**Directions:**
Check every line of the data below for the string "static", and copy the ones that hold it.

[Opening Data to examine section]

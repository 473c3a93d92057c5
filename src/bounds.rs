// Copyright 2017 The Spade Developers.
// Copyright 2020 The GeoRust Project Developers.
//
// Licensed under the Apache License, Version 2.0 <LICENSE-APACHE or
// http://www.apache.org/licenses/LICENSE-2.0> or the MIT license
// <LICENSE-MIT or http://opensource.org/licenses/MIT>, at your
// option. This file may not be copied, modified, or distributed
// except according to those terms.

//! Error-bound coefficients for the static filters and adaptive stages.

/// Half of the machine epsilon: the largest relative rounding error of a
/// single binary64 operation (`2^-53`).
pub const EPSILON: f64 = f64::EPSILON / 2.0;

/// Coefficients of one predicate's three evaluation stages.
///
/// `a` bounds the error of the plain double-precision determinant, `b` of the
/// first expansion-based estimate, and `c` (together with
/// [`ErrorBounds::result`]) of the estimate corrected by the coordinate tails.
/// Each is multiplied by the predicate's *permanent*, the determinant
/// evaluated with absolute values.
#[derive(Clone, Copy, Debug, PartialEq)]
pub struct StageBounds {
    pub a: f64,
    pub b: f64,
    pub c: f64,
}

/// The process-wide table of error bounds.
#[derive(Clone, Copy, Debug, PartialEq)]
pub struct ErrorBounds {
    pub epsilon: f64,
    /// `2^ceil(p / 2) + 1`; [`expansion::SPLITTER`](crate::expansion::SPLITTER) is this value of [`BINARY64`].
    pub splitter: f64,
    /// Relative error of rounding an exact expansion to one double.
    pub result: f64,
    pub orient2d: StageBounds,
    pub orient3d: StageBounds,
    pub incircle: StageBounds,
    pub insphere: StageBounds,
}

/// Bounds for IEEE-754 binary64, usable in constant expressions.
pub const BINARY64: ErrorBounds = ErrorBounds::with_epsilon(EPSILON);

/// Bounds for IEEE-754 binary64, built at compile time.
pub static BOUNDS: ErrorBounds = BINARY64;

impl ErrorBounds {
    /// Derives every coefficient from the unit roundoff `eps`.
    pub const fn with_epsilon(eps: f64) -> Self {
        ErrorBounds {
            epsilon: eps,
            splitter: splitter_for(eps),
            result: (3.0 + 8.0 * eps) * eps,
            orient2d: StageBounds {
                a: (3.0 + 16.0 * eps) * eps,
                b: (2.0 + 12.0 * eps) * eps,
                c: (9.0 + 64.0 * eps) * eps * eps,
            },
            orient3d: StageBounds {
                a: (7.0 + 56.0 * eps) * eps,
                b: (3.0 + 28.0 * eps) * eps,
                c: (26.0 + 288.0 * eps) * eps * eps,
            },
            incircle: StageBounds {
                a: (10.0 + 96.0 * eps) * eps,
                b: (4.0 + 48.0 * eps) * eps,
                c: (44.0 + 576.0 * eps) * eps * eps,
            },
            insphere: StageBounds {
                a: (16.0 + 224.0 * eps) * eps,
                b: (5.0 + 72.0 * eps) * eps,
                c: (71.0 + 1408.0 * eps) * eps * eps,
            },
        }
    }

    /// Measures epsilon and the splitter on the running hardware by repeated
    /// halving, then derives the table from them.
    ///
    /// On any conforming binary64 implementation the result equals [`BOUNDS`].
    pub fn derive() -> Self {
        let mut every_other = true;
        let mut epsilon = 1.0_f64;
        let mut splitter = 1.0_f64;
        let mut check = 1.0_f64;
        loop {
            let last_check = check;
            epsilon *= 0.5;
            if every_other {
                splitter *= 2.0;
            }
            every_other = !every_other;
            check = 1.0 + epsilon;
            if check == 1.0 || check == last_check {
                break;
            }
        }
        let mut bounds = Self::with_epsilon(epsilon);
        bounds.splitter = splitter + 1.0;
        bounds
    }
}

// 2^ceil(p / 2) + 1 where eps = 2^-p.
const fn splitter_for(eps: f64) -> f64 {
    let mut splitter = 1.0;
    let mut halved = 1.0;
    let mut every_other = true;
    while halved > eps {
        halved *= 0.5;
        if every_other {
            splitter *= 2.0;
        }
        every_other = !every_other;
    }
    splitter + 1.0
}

[Closing Data to examine section]
[Opening Data to examine section]

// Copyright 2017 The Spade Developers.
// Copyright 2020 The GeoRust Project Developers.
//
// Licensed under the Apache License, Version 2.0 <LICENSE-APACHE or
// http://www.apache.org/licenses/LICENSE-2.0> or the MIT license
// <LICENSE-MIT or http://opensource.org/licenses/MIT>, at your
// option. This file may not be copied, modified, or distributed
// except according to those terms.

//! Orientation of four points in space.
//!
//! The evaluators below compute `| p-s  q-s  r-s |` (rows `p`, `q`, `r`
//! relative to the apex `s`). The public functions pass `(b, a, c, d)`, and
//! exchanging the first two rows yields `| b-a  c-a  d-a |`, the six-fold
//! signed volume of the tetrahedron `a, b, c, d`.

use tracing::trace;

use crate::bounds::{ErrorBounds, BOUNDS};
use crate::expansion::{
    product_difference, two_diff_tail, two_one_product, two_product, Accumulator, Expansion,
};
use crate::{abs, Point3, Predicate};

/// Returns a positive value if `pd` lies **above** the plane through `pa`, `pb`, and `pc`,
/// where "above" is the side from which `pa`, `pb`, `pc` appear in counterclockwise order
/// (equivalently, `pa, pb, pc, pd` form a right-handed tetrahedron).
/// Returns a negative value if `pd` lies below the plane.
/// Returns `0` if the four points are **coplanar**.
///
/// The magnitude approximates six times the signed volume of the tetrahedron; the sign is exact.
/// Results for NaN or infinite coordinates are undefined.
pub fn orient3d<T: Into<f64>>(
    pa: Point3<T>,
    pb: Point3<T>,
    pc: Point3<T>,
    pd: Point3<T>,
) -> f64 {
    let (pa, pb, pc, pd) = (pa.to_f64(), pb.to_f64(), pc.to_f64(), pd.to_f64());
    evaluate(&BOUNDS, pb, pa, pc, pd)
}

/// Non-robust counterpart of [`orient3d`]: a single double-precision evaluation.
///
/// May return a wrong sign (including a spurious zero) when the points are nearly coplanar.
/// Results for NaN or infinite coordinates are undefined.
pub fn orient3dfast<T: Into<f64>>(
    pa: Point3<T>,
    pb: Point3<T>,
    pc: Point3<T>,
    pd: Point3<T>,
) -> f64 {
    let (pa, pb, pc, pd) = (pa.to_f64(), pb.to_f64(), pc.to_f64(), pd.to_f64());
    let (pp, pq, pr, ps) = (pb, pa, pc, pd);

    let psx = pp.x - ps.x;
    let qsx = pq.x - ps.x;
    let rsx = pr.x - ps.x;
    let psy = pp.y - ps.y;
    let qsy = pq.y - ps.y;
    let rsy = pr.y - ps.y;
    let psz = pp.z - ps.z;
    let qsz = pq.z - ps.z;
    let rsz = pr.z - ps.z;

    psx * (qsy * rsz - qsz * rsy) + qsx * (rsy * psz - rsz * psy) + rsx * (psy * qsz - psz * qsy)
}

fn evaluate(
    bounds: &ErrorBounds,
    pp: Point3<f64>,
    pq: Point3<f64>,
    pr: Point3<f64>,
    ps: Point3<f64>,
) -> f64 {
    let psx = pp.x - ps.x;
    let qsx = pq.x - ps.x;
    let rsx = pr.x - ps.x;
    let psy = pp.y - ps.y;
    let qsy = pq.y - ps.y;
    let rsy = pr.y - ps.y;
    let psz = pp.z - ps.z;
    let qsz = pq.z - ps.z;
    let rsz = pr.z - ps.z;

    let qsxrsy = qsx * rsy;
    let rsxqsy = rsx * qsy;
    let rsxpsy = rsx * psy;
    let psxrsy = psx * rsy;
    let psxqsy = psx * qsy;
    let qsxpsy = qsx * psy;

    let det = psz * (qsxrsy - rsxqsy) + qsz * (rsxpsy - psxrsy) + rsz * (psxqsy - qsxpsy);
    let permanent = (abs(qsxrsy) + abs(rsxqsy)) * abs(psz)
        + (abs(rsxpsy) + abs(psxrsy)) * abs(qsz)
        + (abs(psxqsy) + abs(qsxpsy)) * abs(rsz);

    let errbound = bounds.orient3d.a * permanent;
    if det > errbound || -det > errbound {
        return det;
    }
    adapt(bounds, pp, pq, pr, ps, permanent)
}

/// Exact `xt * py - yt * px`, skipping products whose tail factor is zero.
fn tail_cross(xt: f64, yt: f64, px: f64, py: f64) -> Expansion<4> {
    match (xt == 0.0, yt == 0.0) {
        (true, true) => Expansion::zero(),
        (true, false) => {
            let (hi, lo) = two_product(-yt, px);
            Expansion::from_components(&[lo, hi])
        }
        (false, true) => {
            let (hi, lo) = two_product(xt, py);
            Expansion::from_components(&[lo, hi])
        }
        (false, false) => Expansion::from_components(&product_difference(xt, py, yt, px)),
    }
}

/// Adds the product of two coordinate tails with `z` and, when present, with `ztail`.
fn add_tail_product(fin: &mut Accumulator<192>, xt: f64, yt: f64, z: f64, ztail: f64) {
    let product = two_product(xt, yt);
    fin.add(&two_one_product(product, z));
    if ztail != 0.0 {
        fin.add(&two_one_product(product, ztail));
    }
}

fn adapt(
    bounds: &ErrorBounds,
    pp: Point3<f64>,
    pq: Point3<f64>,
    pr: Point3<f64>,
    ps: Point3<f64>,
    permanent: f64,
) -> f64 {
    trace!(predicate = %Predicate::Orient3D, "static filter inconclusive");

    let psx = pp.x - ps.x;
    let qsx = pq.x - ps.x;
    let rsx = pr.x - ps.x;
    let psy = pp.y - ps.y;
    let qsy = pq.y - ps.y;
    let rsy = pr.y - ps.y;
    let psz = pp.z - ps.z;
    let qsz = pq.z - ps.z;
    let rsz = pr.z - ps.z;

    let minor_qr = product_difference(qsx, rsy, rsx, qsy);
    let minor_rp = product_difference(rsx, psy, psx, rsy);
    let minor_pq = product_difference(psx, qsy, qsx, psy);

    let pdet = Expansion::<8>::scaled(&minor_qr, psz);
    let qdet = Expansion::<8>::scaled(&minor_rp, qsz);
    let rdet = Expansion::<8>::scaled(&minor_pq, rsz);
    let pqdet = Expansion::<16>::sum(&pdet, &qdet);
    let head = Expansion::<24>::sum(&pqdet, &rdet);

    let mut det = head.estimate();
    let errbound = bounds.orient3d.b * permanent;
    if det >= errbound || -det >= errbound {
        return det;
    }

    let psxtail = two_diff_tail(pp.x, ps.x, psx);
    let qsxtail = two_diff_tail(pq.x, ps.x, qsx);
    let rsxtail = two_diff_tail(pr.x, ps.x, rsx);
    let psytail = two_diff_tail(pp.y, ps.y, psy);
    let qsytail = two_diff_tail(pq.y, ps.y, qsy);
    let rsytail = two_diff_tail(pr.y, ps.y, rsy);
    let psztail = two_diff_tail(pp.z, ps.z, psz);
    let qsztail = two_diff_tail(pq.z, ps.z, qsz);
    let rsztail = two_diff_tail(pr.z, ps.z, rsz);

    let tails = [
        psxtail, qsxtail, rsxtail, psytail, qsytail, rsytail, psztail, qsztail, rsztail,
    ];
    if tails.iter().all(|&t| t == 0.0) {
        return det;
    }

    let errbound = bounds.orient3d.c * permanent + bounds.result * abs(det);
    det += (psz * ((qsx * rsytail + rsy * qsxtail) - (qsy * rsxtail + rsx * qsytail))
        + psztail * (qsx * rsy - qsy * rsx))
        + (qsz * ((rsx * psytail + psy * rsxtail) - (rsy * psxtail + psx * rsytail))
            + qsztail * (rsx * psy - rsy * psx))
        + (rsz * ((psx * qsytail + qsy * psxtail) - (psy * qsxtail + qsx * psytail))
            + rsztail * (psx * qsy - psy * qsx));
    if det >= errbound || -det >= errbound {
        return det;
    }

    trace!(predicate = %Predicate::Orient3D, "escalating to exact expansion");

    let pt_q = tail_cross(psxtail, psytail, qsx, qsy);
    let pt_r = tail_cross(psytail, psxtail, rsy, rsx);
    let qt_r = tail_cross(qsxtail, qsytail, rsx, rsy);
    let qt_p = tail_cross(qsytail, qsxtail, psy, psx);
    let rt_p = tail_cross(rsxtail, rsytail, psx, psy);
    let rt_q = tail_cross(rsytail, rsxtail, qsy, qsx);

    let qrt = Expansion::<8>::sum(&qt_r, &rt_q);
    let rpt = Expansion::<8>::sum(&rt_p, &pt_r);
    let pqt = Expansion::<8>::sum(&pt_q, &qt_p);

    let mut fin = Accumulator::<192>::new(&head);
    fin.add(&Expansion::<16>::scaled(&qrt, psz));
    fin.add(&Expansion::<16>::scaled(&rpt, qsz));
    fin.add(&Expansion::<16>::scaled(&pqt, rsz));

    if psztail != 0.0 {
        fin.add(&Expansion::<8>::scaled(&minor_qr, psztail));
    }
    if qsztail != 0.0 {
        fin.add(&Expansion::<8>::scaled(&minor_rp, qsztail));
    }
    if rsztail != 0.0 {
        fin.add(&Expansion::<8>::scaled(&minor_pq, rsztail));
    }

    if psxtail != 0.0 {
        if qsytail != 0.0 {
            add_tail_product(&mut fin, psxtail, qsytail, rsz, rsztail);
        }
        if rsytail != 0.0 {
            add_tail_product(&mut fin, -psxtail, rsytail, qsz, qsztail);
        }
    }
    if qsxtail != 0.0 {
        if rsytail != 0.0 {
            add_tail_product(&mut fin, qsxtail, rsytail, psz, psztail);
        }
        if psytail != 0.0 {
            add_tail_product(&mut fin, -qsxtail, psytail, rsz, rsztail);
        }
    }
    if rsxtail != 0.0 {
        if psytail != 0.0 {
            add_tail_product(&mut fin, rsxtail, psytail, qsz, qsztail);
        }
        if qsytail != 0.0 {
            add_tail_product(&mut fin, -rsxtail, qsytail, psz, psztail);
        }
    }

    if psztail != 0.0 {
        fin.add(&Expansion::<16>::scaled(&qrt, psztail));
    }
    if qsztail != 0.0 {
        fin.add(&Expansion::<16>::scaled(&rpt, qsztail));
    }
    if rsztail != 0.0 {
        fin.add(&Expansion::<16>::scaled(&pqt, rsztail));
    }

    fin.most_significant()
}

[Closing Data to examine section]

**Reply:**
//! Error-bound coefficients for the static filters and adaptive stages.
pub static BOUNDS: ErrorBounds = BINARY64;
    trace!(predicate = %Predicate::Orient3D, "static filter inconclusive");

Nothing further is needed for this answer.